Figure 3. Violin plots with embedded boxplots illustrating the distribution of transaction prices across three clustered sub—markets in Beijing’s second—hand housing market.
Figure 3. Violin plots with embedded boxplots illustrating the distribution of transaction prices across three clustered sub—markets in Beijing’s second—hand housing market.
Preprints 200884 g003

3.2.2. Dimensionality Reduction

This study first preprocessed the raw data to construct an initial feature set. To preliminarily explore the linear correlations among features, Pearson correlation coefficient heatmaps were plotted for three categories of features, as shown in Figure 4.
Subsequently, factor analysis was employed to reduce dimensionality and extract latent structures by constructing a factor model. Based on the correlation matrix, this method transforms the original multiple observed variables into a few comprehensive variables (i.e., common factors) with clear economic interpretations.
By analyzing the rotated factor loading matrix, each common factor was named according to the practical significance of variables with high loadings. Finally, the composite score of each sample on these factors was calculated and used as input features for subsequent modeling.

3.2.3. Variable Construction

To comprehensively capture the multidimensional factors influencing housing prices, this study conducted systematic feature engineering [40,41]. Specifically, composite structural features were decomposed: the unit layout was broken down into independent count variables for “rooms,” “living rooms,” “kitchens,” and “bathrooms.” Floor information was standardized and encoded into categories such as basement, low-rise, mid-rise, and high-rise, with a floor position ratio (current floor/total floors) also calculated. Orientation was transformed into four binary features indicating east, south, west, and north exposures. Area units were standardized, and a floor–unit ratio was computed. Additionally, building age (e.g., whether the property is over two or five years old) and floor category (high, middle, low) were encoded as categorical variables, whereas the exact floor number was retained as a numerical variable. Through the above transformations, a set of 36 initial features was constructed, as summarized in the following Table 2:

3.2.4. Factor Analysis

To assess the suitability of the data for factor analysis(Table 3), the Kaiser–Meyer–Olkin (KMO) measure of sampling adequacy [42,43]and Bartlett’s test of sphericity[44] were separately conducted for each of the three clustered submarkets using functions from the ‘factor_analyzer’ library (‘calculate_kmo’ and ‘calculate_bartlett_sphericity’).
The KMO values for all three submarkets exceeded 0.6 (Cluster 1: 0.7363, Cluster 2: 0.7317, Cluster 3: 0.6727), indicating that the partial correlations among variables are sufficiently strong and that the data are appropriate for factor analysis. Specifically, Clusters 1 and 2 exhibited higher KMO values (both > 0.73), suggesting more pronounced inter—variable correlations and potentially better factor extraction performance. Although Cluster 3’s KMO value was comparatively lower, it remained within an acceptable range, implying somewhat weaker correlations while still meeting the basic requirements for factor analysis.
Bartlett’s test yielded highly significant results for all three submarkets, with p—values approaching zero and large chi—square statistics (Cluster 1: 1,012,164; Cluster 2: 951,913; Cluster 3: 150,991).
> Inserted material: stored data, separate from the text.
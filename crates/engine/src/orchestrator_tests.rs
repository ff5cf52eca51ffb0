// SPDX-License-Identifier: BUSL-1.1
// Copyright (c) 2026 Alfred Jean LLC

use super::*;
use crate::config::ExecutionMode;
use crate::error::ProvisionError;
use crate::workspace::TemplateSource;
use lspload_adapters::{FakeClientFactory, StubServer, TcpClientFactory};
use lspload_core::SequentialIdGen;
use tempfile::TempDir;
use yare::parameterized;

fn test_config(base: &TempDir) -> LoadTestConfig {
    LoadTestConfig {
        soak_ms: 50,
        max_delay_ms: 5,
        seed: Some(1),
        workspace_base: Some(base.path().to_path_buf()),
        ..LoadTestConfig::default()
    }
}

fn provisioner(base: &TempDir) -> WorkspaceProvisioner<SequentialIdGen> {
    WorkspaceProvisioner::with_id_gen(
        base.path(),
        TemplateSource::Bundled,
        SequentialIdGen::new("ws"),
    )
}

fn orchestrator(
    base: &TempDir,
    factory: &FakeClientFactory,
    config: LoadTestConfig,
) -> Orchestrator<FakeClientFactory, SequentialIdGen> {
    Orchestrator::new(factory.clone(), provisioner(base), config)
}

fn remaining_dirs(base: &TempDir) -> usize {
    std::fs::read_dir(base.path()).unwrap().count()
}

#[parameterized(
    one = { 1 },
    three = { 3 },
    eight = { 8 },
)]
fn spawn_clients_registers_exactly_n(n: usize) {
    let base = TempDir::new().unwrap();
    let factory = FakeClientFactory::new();
    let mut orch = orchestrator(&base, &factory, test_config(&base));

    let workspaces = orch.provision(n).unwrap();
    assert_eq!(orch.spawn_clients(n, &workspaces), n);
    assert_eq!(orch.clients().len(), n);
    assert_eq!(factory.clients().len(), n);
    orch.cleanup();
}

#[test]
fn per_client_workspaces_are_distinct() {
    let base = TempDir::new().unwrap();
    let factory = FakeClientFactory::new();
    let mut orch = orchestrator(&base, &factory, test_config(&base));

    let workspaces = orch.provision(3).unwrap();
    orch.spawn_clients(3, &workspaces);

    let projects: Vec<_> = orch.clients().iter().map(|c| c.workspace().project().to_string()).collect();
    assert_eq!(projects, vec!["client-0", "client-1", "client-2"]);
    let names: Vec<_> = orch.clients().iter().map(|c| c.name().to_string()).collect();
    assert_eq!(names, vec!["client-0", "client-1", "client-2"]);
    assert_eq!(remaining_dirs(&base), 3);

    orch.cleanup();
    assert_eq!(remaining_dirs(&base), 0);
    assert!(orch.workspaces().is_empty());
}

#[test]
fn shared_workspace_is_bound_to_every_client() {
    let base = TempDir::new().unwrap();
    let factory = FakeClientFactory::new();
    let config = LoadTestConfig {
        workspace_mode: WorkspaceMode::Shared,
        ..test_config(&base)
    };
    let mut orch = orchestrator(&base, &factory, config);

    let workspaces = orch.provision(4).unwrap();
    assert_eq!(workspaces.len(), 1);
    assert_eq!(workspaces[0].project(), "client-shared");
    orch.spawn_clients(4, &workspaces);

    assert!(orch
        .clients()
        .iter()
        .all(|c| Arc::ptr_eq(c.workspace(), &workspaces[0])));
    orch.cleanup();
}

#[test]
fn spawn_clients_without_workspace_registers_none() {
    let base = TempDir::new().unwrap();
    let factory = FakeClientFactory::new();
    let mut orch = orchestrator(&base, &factory, test_config(&base));
    assert_eq!(orch.spawn_clients(2, &[]), 0);
    assert!(orch.clients().is_empty());
}

#[tokio::test]
async fn failed_init_excludes_client() {
    let base = TempDir::new().unwrap();
    let factory = FakeClientFactory::new();
    factory.fail_init_for("client-1");
    let mut orch = orchestrator(&base, &factory, test_config(&base));

    let workspaces = orch.provision(3).unwrap();
    orch.spawn_clients(3, &workspaces);
    let timings = orch.init_clients().await;

    assert_eq!(timings.len(), 3);
    assert!(timings[0].succeeded());
    assert!(!timings[1].succeeded());
    assert!(timings[2].succeeded());
    assert_eq!(orch.clients().len(), 2);
    assert_eq!(factory.client("client-1").unwrap().exit_count(), 1);
    orch.cleanup();
}

#[tokio::test]
async fn concurrent_init_overlaps_and_keeps_order() {
    let base = TempDir::new().unwrap();
    let factory = FakeClientFactory::new();
    factory.set_init_delay(Duration::from_millis(100));
    let config = LoadTestConfig {
        init_mode: InitMode::Concurrent,
        ..test_config(&base)
    };
    let mut orch = orchestrator(&base, &factory, config);

    let workspaces = orch.provision(4).unwrap();
    orch.spawn_clients(4, &workspaces);
    let start = Instant::now();
    let timings = orch.init_clients().await;

    assert!(start.elapsed() < Duration::from_millis(350));
    let names: Vec<_> = timings.iter().map(|t| t.name.to_string()).collect();
    assert_eq!(names, vec!["client-0", "client-1", "client-2", "client-3"]);
    assert!(timings.iter().all(InitTiming::succeeded));
    orch.cleanup();
}

#[tokio::test]
async fn kill_all_stops_hung_clients() {
    let base = TempDir::new().unwrap();
    let factory = FakeClientFactory::new();
    factory.hang_requests();
    let mut orch = orchestrator(&base, &factory, test_config(&base));

    let workspaces = orch.provision(3).unwrap();
    orch.spawn_clients(3, &workspaces);
    orch.init_clients().await;
    assert_eq!(orch.run_clients(), 3);
    assert_eq!(orch.pending_tasks(), 3);
    tokio::time::sleep(Duration::from_millis(20)).await;

    let reports = tokio::time::timeout(Duration::from_secs(2), orch.kill_all())
        .await
        .unwrap();

    assert_eq!(reports.len(), 3);
    assert_eq!(orch.pending_tasks(), 0);
    for (_, client) in factory.clients() {
        assert_eq!(client.state(), ClientState::Closed);
        assert_eq!(client.exit_count(), 1);
    }
    orch.cleanup();
}

#[tokio::test]
async fn kill_all_exits_clients_that_never_ran() {
    let base = TempDir::new().unwrap();
    let factory = FakeClientFactory::new();
    let mut orch = orchestrator(&base, &factory, test_config(&base));

    let workspaces = orch.provision(2).unwrap();
    orch.spawn_clients(2, &workspaces);
    orch.init_clients().await;
    orch.kill_all().await;

    assert!(orch.clients().is_empty());
    for (_, client) in factory.clients() {
        assert_eq!(client.state(), ClientState::Closed);
    }
    orch.cleanup();
}

#[tokio::test]
async fn launch_test_runs_every_phase_and_cleans_up() {
    let base = TempDir::new().unwrap();
    let factory = FakeClientFactory::new();
    let mut orch = orchestrator(&base, &factory, test_config(&base));

    let summary = orch.launch_test(3).await.unwrap();

    assert_eq!(summary.timings.len(), 3);
    assert!(summary.timings.iter().all(InitTiming::succeeded));
    assert_eq!(summary.reports.len(), 3);
    assert!(summary.reports.iter().all(|r| r.cancelled && r.iterations > 0));
    assert_eq!(
        orch.phase_history(),
        &[
            RunPhase::Idle,
            RunPhase::Provisioning,
            RunPhase::Initializing,
            RunPhase::Running,
            RunPhase::Draining,
            RunPhase::Terminated,
        ]
    );
    assert_eq!(orch.pending_tasks(), 0);
    assert_eq!(remaining_dirs(&base), 0);
}

#[tokio::test]
async fn launch_test_detached_mode_completes() {
    let base = TempDir::new().unwrap();
    let factory = FakeClientFactory::new();
    let config = LoadTestConfig {
        execution_mode: ExecutionMode::Detached,
        with_edits: true,
        ..test_config(&base)
    };
    let mut orch = orchestrator(&base, &factory, config);

    let summary = orch.launch_test(2).await.unwrap();
    assert_eq!(summary.reports.len(), 2);
    assert!(summary.reports.iter().all(|r| r.failures == 0));
    for (_, client) in factory.clients() {
        assert_eq!(client.exit_count(), 1);
    }
    assert_eq!(remaining_dirs(&base), 0);
}

#[tokio::test]
async fn launch_test_fails_when_no_client_initializes() {
    let base = TempDir::new().unwrap();
    let factory = FakeClientFactory::new();
    factory.fail_init_for("client-0");
    factory.fail_init_for("client-1");
    let mut orch = orchestrator(&base, &factory, test_config(&base));

    let err = orch.launch_test(2).await.unwrap_err();

    assert!(matches!(
        err,
        OrchestratorError::NoClientsInitialized { attempted: 2 }
    ));
    assert_eq!(orch.phase(), RunPhase::Terminated);
    assert!(!orch.phase_history().contains(&RunPhase::Running));
    assert_eq!(remaining_dirs(&base), 0);
}

#[tokio::test]
async fn launch_test_provision_failure_drains() {
    let base = TempDir::new().unwrap();
    let factory = FakeClientFactory::new();
    let provisioner = WorkspaceProvisioner::with_id_gen(
        base.path(),
        TemplateSource::Directory(base.path().join("missing")),
        SequentialIdGen::new("ws"),
    );
    let mut orch = Orchestrator::new(factory.clone(), provisioner, test_config(&base));

    let err = orch.launch_test(2).await.unwrap_err();

    assert!(matches!(
        err,
        OrchestratorError::Provision(ProvisionError::TemplatesNotFound(_))
    ));
    assert_eq!(
        orch.phase_history(),
        &[
            RunPhase::Idle,
            RunPhase::Provisioning,
            RunPhase::Draining,
            RunPhase::Terminated,
        ]
    );
    assert!(factory.clients().is_empty());
}

#[tokio::test]
async fn interrupt_ends_soak_early() {
    let base = TempDir::new().unwrap();
    let factory = FakeClientFactory::new();
    let config = LoadTestConfig {
        soak_ms: 60_000,
        ..test_config(&base)
    };
    let mut orch = orchestrator(&base, &factory, config);

    let start = Instant::now();
    let summary = orch
        .launch_test_until(2, tokio::time::sleep(Duration::from_millis(50)))
        .await
        .unwrap();

    assert!(start.elapsed() < Duration::from_secs(5));
    assert_eq!(summary.reports.len(), 2);
    assert_eq!(remaining_dirs(&base), 0);
}

#[tokio::test]
async fn interrupt_during_init_drains() {
    for init_mode in [InitMode::Sequential, InitMode::Concurrent] {
        let base = TempDir::new().unwrap();
        let factory = FakeClientFactory::new();
        factory.set_init_delay(Duration::from_secs(30));
        let config = LoadTestConfig {
            init_mode,
            ..test_config(&base)
        };
        let mut orch = orchestrator(&base, &factory, config);

        let start = Instant::now();
        let err = orch
            .launch_test_until(2, tokio::time::sleep(Duration::from_millis(50)))
            .await
            .unwrap_err();

        assert!(start.elapsed() < Duration::from_secs(5));
        assert!(matches!(
            err,
            OrchestratorError::Interrupted(RunPhase::Initializing)
        ));
        assert_eq!(
            orch.phase_history(),
            &[
                RunPhase::Idle,
                RunPhase::Provisioning,
                RunPhase::Initializing,
                RunPhase::Draining,
                RunPhase::Terminated,
            ]
        );
        assert_eq!(factory.clients().len(), 2);
        for (_, client) in factory.clients() {
            assert_eq!(client.state(), ClientState::Closed);
            assert_eq!(client.exit_count(), 1);
        }
        assert_eq!(remaining_dirs(&base), 0);
    }
}

#[tokio::test]
async fn interrupt_before_init_skips_handshakes() {
    let base = TempDir::new().unwrap();
    let factory = FakeClientFactory::new();
    let mut orch = orchestrator(&base, &factory, test_config(&base));

    let err = orch
        .launch_test_until(2, std::future::ready(()))
        .await
        .unwrap_err();

    assert!(matches!(err, OrchestratorError::Interrupted(_)));
    for (_, client) in factory.clients() {
        assert!(!client
            .calls()
            .iter()
            .any(|c| matches!(c, lspload_adapters::ClientCall::Init { .. })));
        assert_eq!(client.exit_count(), 1);
    }
    assert_eq!(remaining_dirs(&base), 0);
}

#[tokio::test]
async fn second_launch_is_rejected() {
    let base = TempDir::new().unwrap();
    let factory = FakeClientFactory::new();
    let mut orch = orchestrator(&base, &factory, test_config(&base));

    orch.launch_test(1).await.unwrap();
    let err = orch.launch_test(1).await.unwrap_err();
    assert!(matches!(err, OrchestratorError::InvalidPhase(_)));
}

#[tokio::test]
async fn dropping_undrained_orchestrator_removes_workspaces() {
    let base = TempDir::new().unwrap();
    let factory = FakeClientFactory::new();
    factory.hang_requests();
    let mut orch = orchestrator(&base, &factory, test_config(&base));

    let workspaces = orch.provision(2).unwrap();
    orch.spawn_clients(2, &workspaces);
    orch.init_clients().await;
    orch.run_clients();
    assert_eq!(remaining_dirs(&base), 2);

    drop(orch);
    assert_eq!(remaining_dirs(&base), 0);
}

#[tokio::test]
async fn dropping_orchestrator_releases_unlaunched_clients() {
    let base = TempDir::new().unwrap();
    let factory = FakeClientFactory::new();
    let mut orch = orchestrator(&base, &factory, test_config(&base));

    let workspaces = orch.provision(1).unwrap();
    orch.spawn_clients(1, &workspaces);
    drop(workspaces);
    let client = factory.client("client-0").unwrap();
    // factory, orchestrator, and this test
    assert_eq!(client.handle_count(), 3);

    drop(orch);
    assert_eq!(client.handle_count(), 2);
    assert_eq!(remaining_dirs(&base), 0);
}

#[tokio::test]
async fn cancelled_launch_still_removes_workspaces() {
    let base = TempDir::new().unwrap();
    let factory = FakeClientFactory::new();
    let config = LoadTestConfig {
        soak_ms: 60_000,
        ..test_config(&base)
    };
    let mut orch = orchestrator(&base, &factory, config);

    let launch = orch.launch_test(2);
    let _ = tokio::time::timeout(Duration::from_millis(50), launch).await;
    drop(orch);

    assert_eq!(remaining_dirs(&base), 0);
}

#[tokio::test]
async fn launch_test_against_stub_server() {
    let server = StubServer::start().await.unwrap();
    let base = TempDir::new().unwrap();
    let config = LoadTestConfig {
        address: server.addr().to_string(),
        soak_ms: 300,
        max_delay_ms: 20,
        ..test_config(&base)
    };
    let factory = TcpClientFactory::new(config.address.clone())
        .with_shutdown_grace(Duration::from_millis(500));
    let mut orch = Orchestrator::new(factory, provisioner(&base), config);

    let summary = orch.launch_test(3).await.unwrap();

    assert_eq!(summary.timings.len(), 3);
    assert!(summary.timings.iter().all(InitTiming::succeeded));
    assert_eq!(summary.reports.len(), 3);
    assert!(summary.reports.iter().all(|r| r.cancelled));
    assert_eq!(orch.pending_tasks(), 0);
    assert_eq!(remaining_dirs(&base), 0);

    tokio::time::sleep(Duration::from_millis(50)).await;
    let stats = server.stats();
    assert_eq!(stats.connections, 3);
    assert_eq!(stats.requests("initialize"), 3);
    assert_eq!(stats.notifications("initialized"), 3);
    assert_eq!(stats.requests("shutdown"), 3);
    assert_eq!(stats.exits, 3);
    // A run loop cancelled mid-operation leaves its document open
    let opens = stats.notifications("textDocument/didOpen");
    let closes = stats.notifications("textDocument/didClose");
    assert!(closes > 0);
    assert!(opens >= closes && opens - closes <= 3);
}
These results strongly reject the null hypothesis of variable independence, confirming the presence of significant correlational structures among the features within each submarket and providing statistical justification for proceeding with factor analysis.
In summary, both KMO and Bartlett’s test results consistently indicate that the variables share sufficient common variance and exhibit significant correlations, making the data highly suitable for factor analysis. These findings lay a solid foundation for subsequent extraction of common factors, dimensionality reduction, and factor model construction. Furthermore, the observed variation in KMO values across submarkets preliminarily reflects differences in the strength of variable correlations, which may correspond to heterogeneity in the determinants of housing prices across different regional or market tiers—an aspect that warrants further attention during factor extraction and interpretation.
In this study, the number of retained factors was determined based on variance-explained thresholds (Table 4): 95% for Cluster 1 and Cluster 3, and 90% for Cluster 2. Accordingly, 28, 24, and 27 factors were retained for Clusters 1, 2, and 3, respectively. Taking Cluster 2 as an example, Table 3 presents the variance explained by successive factor extraction. The first 12 factors exhibit eigenvalues greater than 1 and collectively account for approximately 62.55% of the total variance. When all 24 factors are included, the cumulative explained variance reaches 90.67%, indicating that the extracted factors effectively capture the majority of the information in the original variables.
The heatmap (Figure 5) visualizes factor loadings after oblique (Promax) rotation, where each row represents an original variable and each column corresponds to one of the 27 retained factors. Color intensity and direction (blue: negative, red: positive) indicate the strength and sign of the association between variables and factors. Numbers overlaid on the cells denote the exact loading values.
This representation illustrates how the underlying latent constructs—such as locational attributes (e.g., Business_District, Administrative_Region), structural features (e.g., Internal_Area, Building_Area), and market—dynamic indicators (e.g., Listing_Price, Page_Views)—are captured by the rotated factor solution. A small number of loadings exceed |1| (e.g., Business_District reaches −0.62), reflecting the slight Heywood—case occurrence discussed in the text, yet the overall pattern supports the interpretability and predictive utility of the extracted factor structure.
After determining the number of factors, oblique rotation was applied to the extracted factors. Table 3 presents the partial rotated factor pattern matrix for Cluster 2 following oblique rotation.
During factor analysis, it was observed that the estimated communality of some factors slightly exceeded 1 (i.e., a “Heywood case”). This typically occurs when the model attempts to capture maximum information from the variables or when the sample size is relatively small compared to the number of variables. Although such estimates are not optimal from a strict measurement-model perspective, the following considerations supported the retention of this factor structure:
First, the magnitude of the deviation was minimal (maximum absolute deviation < 0.2). Second, and more importantly, the factor scores generated from this factor structure demonstrated good initial predictive validity even in a single model (e.g., Random Forest achieved R2 = 0.877 in Cluster 1 and R2 = 0.883 in Cluster 2). These results indicate that, despite being a statistical boundary case, the extracted factors possess practical utility for prediction.
Therefore, this factor structure was retained for subsequent ensemble modeling, with the primary objective being the maximization of predictive accuracy rather than the validation of a perfect Measurement model.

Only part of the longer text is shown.